Monday, 25 November 2013

Quake 3


Quake 3, from id software, is a first-person shooter dedicated to multiplayer action. If you are unfamiliar with this concept, try to imagine Unreal Tournament without vehicles with the same story as Battlefield 2142; where the only single player mode available exchanges your friends for AI.

It is difficult to review a multiplayer game made so beautifully simple, from 1999. The only way to review this game would be to use a comparison with recent first-person shooters.

First of all, which happens to be my bug bear for most games: Unlocks. The more you play recent games the more accustomed you become to them. Not only this but learning the maps gives you knowledge as an advantage. Given these natural advantages of experience, making game mechanics which offer more would certainly break the game for people new/ late joining.
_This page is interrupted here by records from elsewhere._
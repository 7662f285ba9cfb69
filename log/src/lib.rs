use std::sync::Mutex;

use slog::Drain;
use slog::Fuse;
use slog_async::Async;
use slog_json::Json;

pub use slog::{debug, error, info, o, trace, warn, Logger};

/// Builds the root logger: JSON records on standard error, written
/// from a background thread.
pub fn initialize_logger() -> slog::Logger {
    let drain = Mutex::new(Json::default(std::io::stderr())).map(Fuse);
    let drain = Async::new(drain).build().fuse();

    Logger::root(drain, root_values())
}

/// Builds a logger that honours `RUST_LOG` filtering, for local
/// debugging. The returned guard must be kept alive for as long as the
/// global scope logger is in use.
#[cfg(feature = "env_logging")]
pub fn initialize_env_logger() -> (slog::Logger, slog_scope::GlobalLoggerGuard) {
    let guard = slog_envlogger::init().expect("initialize slog-envlogger");
    let logger = slog_scope::logger().new(root_values());

    (logger, guard)
}

fn root_values() -> slog::OwnedKV<impl slog::SendSyncRefUnwindSafeKV> {
    o!(
        "service" => info::SERVICE,
        "version" => info::VERSION,
        "revision" => info::REVISION,
        "build_timestamp" => info::BUILD_TIMESTAMP
    )
}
This mechanic is known as unlocks, and is something used massively in today’s games to keep the players engrossed and obsessed with progression; we’ve all played a game counting down the XP or credits until unlocking a weapon or feature we would love to get our hands on. Quake 3 doesn’t have this, your game progression is skill, based on ability. Quake 3 is extremely fair; making ranters, much like myself, laugh each time they get “owned” rather than swear the complicated server ballistic simulation is as flawed as America’s Army 3’s or that a currently unobtainable weapon is Over Powered.

With playing this game over a decade after its release, mentioning the graphics in a review would be bad taste. However, I was shocked to find that I could still see enemies across the room without them appearing to merge into the surroundings like Ayrton Senna around an apex at Monaco, unlike my recent experience with Goldeneye on the N64. Quake 3 is still fully playable without having to sign a new contract with Vision Express, which is great considering the game will fit onto a standard flash drive and will run on pretty much anything.

No unlocks, no noticeable progress and little amount of mechanics: Why play it?

Personally, I would not play this at home. The closest I have been is Unreal Tournament 2004, in a private server against bots, with friends. However, it has been years since I have had so much fun with a first-person shooter playing this in a LAN game. The bare mechanics, no customization beside general appearance, level playing field and no Odd Job makes this game a very fun, easy to play, party game. The best nights are the unplanned nights and these parties beat Mario World, hands down.

Personal use - 3.1 (dated and lack of features)
LAN games - 7.6 (great fun but would get boring quickly)

Monday, 18 November 2013

Mirror's Edge


Mirror’s Edge is a first-person parkour game developed for release in 2008 by EA Digital Illusions CE. The basis of the game is to free-run along the skyline of an unnamed city, avoiding armed authorities who want you for a reason not explained.

The visuals of this game compliment the gameplay’s flow. Clean, uncluttered colour schemes and colouring objects and routes to highlight the progression route ensures the game stays a running game rather than adding to the pile of frustrating games where you run around in circles pondering where the developers wanted you to go. Though mentioning colour, the main colour is red, which cannot be changed. This may be an issue if you suffer from a colour deficiency; an issue a lot of new games are considering for their HUDs. This game does feature something I like a lot, which draws immersion better than a lot of games and a reason why I really liked The Getaway: No HUD.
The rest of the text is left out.